Jun 10
23
At a loss for Words
Last week I talked about how much I talk. There is rarely a time when I don’t have something to say but as I was filming a video to put on YouTube yesterday I was at a loss for words. The pressure of the camera was enough to send the familiar disabling fear to my mind as I attempted to keep my cool. So, I practiced a couple of times and figured out how to overcome my camera shyness and complete the video.
I really don’t know why I get so nervous. I don’t understand why I feel fearful when I know someone is watching me, but I do. It’s so funny because I love to talk, but if you ask me to show you my skills or to explain something that involves my application of knowledge on the spot I freeze. I think that this is because I am constantly afraid of being wrong. I am afraid of saying something incorrectly or finding out that something I have thought was true for the longest of time is really false. I am afraid that someone will reject me and shoot me down just so that they could be “right”. I am probably afraid of these things because these things have happened to me repeatedly over time.

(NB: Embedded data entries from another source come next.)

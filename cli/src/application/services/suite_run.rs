//! Application service — run a whole suite.
//!
//! Plan, then apply and validate wave by wave, then tear everything down.
//! Teardown always runs once the plan succeeded, whatever happened to the
//! individual modules.

use std::collections::{HashMap, HashSet};
use std::panic::AssertUnwindSafe;
use std::sync::Arc;
use std::sync::atomic::{AtomicBool, Ordering};

use chrono::Utc;
use futures_util::FutureExt;
use futures_util::future::join_all;
use stackcheck_common::{Cause, ModuleReport, ModuleStatus, RunReport};

use crate::application::ports::{LedgerStore, ProgressReporter, Provisioner, ResourceStateReader};
use crate::application::services::extract::raw_output;
use crate::application::services::teardown::{RunState, teardown};
use crate::application::services::validate::validate_module;
use crate::domain::{
    ModuleDescriptor, PlanError, ProvisionError, RunLedger, Scope, SuiteConfig, Variables, plan,
};

/// Per-invocation options for `run_suite`.
#[derive(Debug, Clone)]
pub struct RunOptions {
    pub run_id: String,
    /// Restrict the run to these module ids; empty runs everything.
    pub only: Vec<String>,
    /// Overrides `settings.parallel` when set.
    pub parallel: bool,
}

/// Shared cancellation flag. Once set, no new module is started; modules
/// already applying run to completion and teardown still runs.
#[derive(Debug, Clone, Default)]
pub struct Cancellation(Arc<AtomicBool>);

impl Cancellation {
    #[must_use]
    pub fn new() -> Self {
        Self::default()
    }

    pub fn cancel(&self) {
        self.0.store(true, Ordering::SeqCst);
    }

    #[must_use]
    pub fn is_cancelled(&self) -> bool {
        self.0.load(Ordering::SeqCst)
    }
}

/// Injected collaborators for a run.
pub struct RunContext<'a, P, S, L, R> {
    pub provisioner: &'a P,
    pub reader: &'a S,
    pub ledger: &'a L,
    pub reporter: &'a R,
    pub cancel: &'a Cancellation,
}

/// Run `suite`: plan, provision, validate, tear down.
///
/// # Errors
///
/// Returns `PlanError` if the suite is structurally invalid; in that case no
/// module has been applied.
pub async fn run_suite<P, S, L, R>(
    ctx: &RunContext<'_, P, S, L, R>,
    suite: &SuiteConfig,
    opts: &RunOptions,
) -> Result<RunReport, PlanError>
where
    P: Provisioner,
    S: ResourceStateReader,
    L: LedgerStore,
    R: ProgressReporter,
{
    let plan = plan(&suite.modules, &opts.only)?;
    let started_at = Utc::now();
    tracing::info!(
        run_id = %opts.run_id,
        waves = plan.waves.len(),
        skipped = plan.skipped.len(),
        "run planned"
    );

    let state = RunState::new(
        ctx.ledger,
        RunLedger::new(opts.run_id.clone(), suite.settings.binary.clone(), started_at),
    );
    let descriptors: HashMap<&str, &ModuleDescriptor> =
        suite.modules.iter().map(|m| (m.id.as_str(), m)).collect();
    let scope = suite.scope();
    let parallel = opts.parallel || suite.settings.parallel;

    let mut reports: HashMap<String, ModuleReport> = HashMap::new();
    for skip in &plan.skipped {
        ctx.reporter.warn(&format!(
            "{}: skipped: unmet dependency: {}",
            skip.module,
            skip.missing.join(", ")
        ));
        reports.insert(
            skip.module.clone(),
            ModuleReport::skipped_unmet(&skip.module, &skip.missing),
        );
    }

    for wave in &plan.waves {
        let applied: HashSet<String> = state.applied_ids().into_iter().collect();
        let mut runnable = Vec::new();
        for id in wave {
            let Some(descriptor) = descriptors.get(id.as_str()).copied() else {
                continue;
            };
            if ctx.cancel.is_cancelled() {
                reports.insert(id.clone(), ModuleReport::cancelled(id));
                continue;
            }
            let missing: Vec<String> = descriptor
                .requires
                .iter()
                .filter(|req| !applied.contains(*req))
                .cloned()
                .collect();
            if missing.is_empty() {
                runnable.push(descriptor);
            } else {
                ctx.reporter
                    .warn(&format!("{id}: skipped: unmet dependency: {}", missing.join(", ")));
                reports.insert(id.clone(), ModuleReport::skipped_unmet(id, &missing));
            }
        }

        if parallel && !ctx.cancel.is_cancelled() {
            let results = join_all(
                runnable
                    .iter()
                    .map(|descriptor| run_module(ctx, &state, descriptor, suite, &scope)),
            )
            .await;
            for report in results {
                reports.insert(report.module.clone(), report);
            }
        } else {
            for descriptor in runnable {
                let report = if ctx.cancel.is_cancelled() {
                    ModuleReport::cancelled(&descriptor.id)
                } else {
                    run_module(ctx, &state, descriptor, suite, &scope).await
                };
                reports.insert(report.module.clone(), report);
            }
        }
    }

    let summary = teardown(
        ctx.provisioner,
        state,
        suite.settings.timeouts.destroy(),
        ctx.reporter,
    )
    .await;

    let modules = suite
        .modules
        .iter()
        .filter_map(|m| reports.remove(&m.id))
        .collect();
    Ok(RunReport {
        run_id: opts.run_id.clone(),
        started_at,
        finished_at: Utc::now(),
        modules,
        destroyed: summary.destroyed,
        teardown_failures: summary.failures,
    })
}

/// Wire, apply, register and validate one module. A panic anywhere in
/// these steps becomes a failed report so the run still reaches teardown.
async fn run_module<P, S, L, R>(
    ctx: &RunContext<'_, P, S, L, R>,
    state: &RunState<'_, L>,
    descriptor: &ModuleDescriptor,
    suite: &SuiteConfig,
    scope: &Scope,
) -> ModuleReport
where
    P: Provisioner,
    S: ResourceStateReader,
    L: LedgerStore,
    R: ProgressReporter,
{
    let id = descriptor.id.as_str();
    let outcome = AssertUnwindSafe(apply_and_validate(ctx, state, descriptor, suite, scope))
        .catch_unwind()
        .await;
    let panic = match outcome {
        Ok(report) => return report,
        Err(panic) => panic,
    };

    let message = panic
        .downcast_ref::<&str>()
        .map(ToString::to_string)
        .or_else(|| panic.downcast_ref::<String>().cloned())
        .unwrap_or_else(|| "unknown panic".to_string());
    // Registration happens right after apply, so a registered module
    // panicked during validation.
    match state.applied(id) {
        Some(applied) => {
            tracing::error!(module = id, panic = %message, "validation panicked");
            ctx.reporter.warn(&format!("{id}: validation panicked: {message}"));
            failed(
                id,
                Cause::ValidationPanicked,
                format!("validation panicked: {message}"),
                Some(applied.applied_at),
            )
        }
        None => {
            tracing::error!(module = id, panic = %message, "provisioning panicked");
            ctx.reporter.warn(&format!("{id}: provisioning panicked: {message}"));
            failed(
                id,
                Cause::ProvisionError,
                format!("provisioning panicked: {message}"),
                None,
            )
        }
    }
}

async fn apply_and_validate<P, S, L, R>(
    ctx: &RunContext<'_, P, S, L, R>,
    state: &RunState<'_, L>,
    descriptor: &ModuleDescriptor,
    suite: &SuiteConfig,
    scope: &Scope,
) -> ModuleReport
where
    P: Provisioner,
    S: ResourceStateReader,
    L: LedgerStore,
    R: ProgressReporter,
{
    let id = descriptor.id.as_str();
    let timeouts = &suite.settings.timeouts;

    let wired = match wire_inputs(ctx.provisioner, state, descriptor, timeouts.output()).await {
        Ok(wired) => wired,
        Err((cause, message)) => return failed(id, cause, message, None),
    };
    let vars = descriptor.merged_vars(wired);

    ctx.reporter.step(&format!("applying {id}..."));
    let apply = ctx.provisioner.apply(descriptor, &vars);
    let applied = match tokio::time::timeout(timeouts.apply(), apply).await {
        Ok(Ok(applied)) => applied,
        Ok(Err(e)) => return apply_failed(ctx.reporter, id, &e),
        Err(_) => {
            let e = ProvisionError::Timeout {
                module: id.to_string(),
                secs: timeouts.apply().as_secs(),
            };
            return apply_failed(ctx.reporter, id, &e);
        }
    };
    let applied_at = applied.applied_at;
    state.register(applied.clone()).await;
    tracing::info!(module = id, "applied");

    let validation =
        validate_module(ctx.provisioner, ctx.reader, &applied, scope, timeouts).await;

    let passed = validation.passed();
    let (cause, message) = match validation.failure {
        Some((cause, message)) => (Some(cause), Some(message)),
        None if !passed => {
            let failing = validation.assertions.iter().filter(|a| !a.passed).count();
            (
                Some(Cause::AssertionFailed),
                Some(format!("{failing} assertion(s) failed")),
            )
        }
        None => (None, None),
    };

    if passed {
        ctx.reporter.success(&format!("{id} passed"));
    } else {
        ctx.reporter.warn(&format!("{id} failed"));
    }

    ModuleReport {
        module: id.to_string(),
        status: if passed {
            ModuleStatus::Passed
        } else {
            ModuleStatus::Failed
        },
        cause,
        message,
        assertions: validation.assertions,
        applied_at: Some(applied_at),
    }
}

/// Resolve `inputs_from` against already-applied prerequisites.
async fn wire_inputs<L: LedgerStore>(
    provisioner: &impl Provisioner,
    state: &RunState<'_, L>,
    descriptor: &ModuleDescriptor,
    timeout: std::time::Duration,
) -> Result<Variables, (Cause, String)> {
    let mut wired = Variables::new();
    for (var, source) in &descriptor.inputs_from {
        let Some(prerequisite) = state.applied(&source.module) else {
            return Err((
                Cause::UnmetDependency,
                format!("input '{var}': module '{}' is not applied", source.module),
            ));
        };
        let value = raw_output(provisioner, &prerequisite, &source.output, timeout)
            .await
            .map_err(|e| (e.cause(), format!("input '{var}': {e}")))?;
        wired.insert(var.clone(), value);
    }
    Ok(wired)
}

fn apply_failed(reporter: &impl ProgressReporter, id: &str, e: &ProvisionError) -> ModuleReport {
    tracing::error!(module = id, error = %e, "apply failed");
    reporter.warn(&e.to_string());
    failed(id, e.cause(), e.to_string(), None)
}

fn failed(
    id: &str,
    cause: Cause,
    message: String,
    applied_at: Option<chrono::DateTime<Utc>>,
) -> ModuleReport {
    ModuleReport {
        module: id.to_string(),
        status: ModuleStatus::Failed,
        cause: Some(cause),
        message: Some(message),
        assertions: Vec::new(),
        applied_at,
    }
}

As a result of my experience I make an effort to not over correct people when I am talking to them. I can only wish that they would give me the same courteously. Something else I have learned is that when other people do this to me it doesn’t have to offend me. I can choose to take lightly what they are saying and get over it. So this experience, like every other experience has the potential to do, has taught me a couple of different things.
I can only hope that now that I am aware of these things about myself I can make a resolve to work on my nervousness. When have you experienced something like this?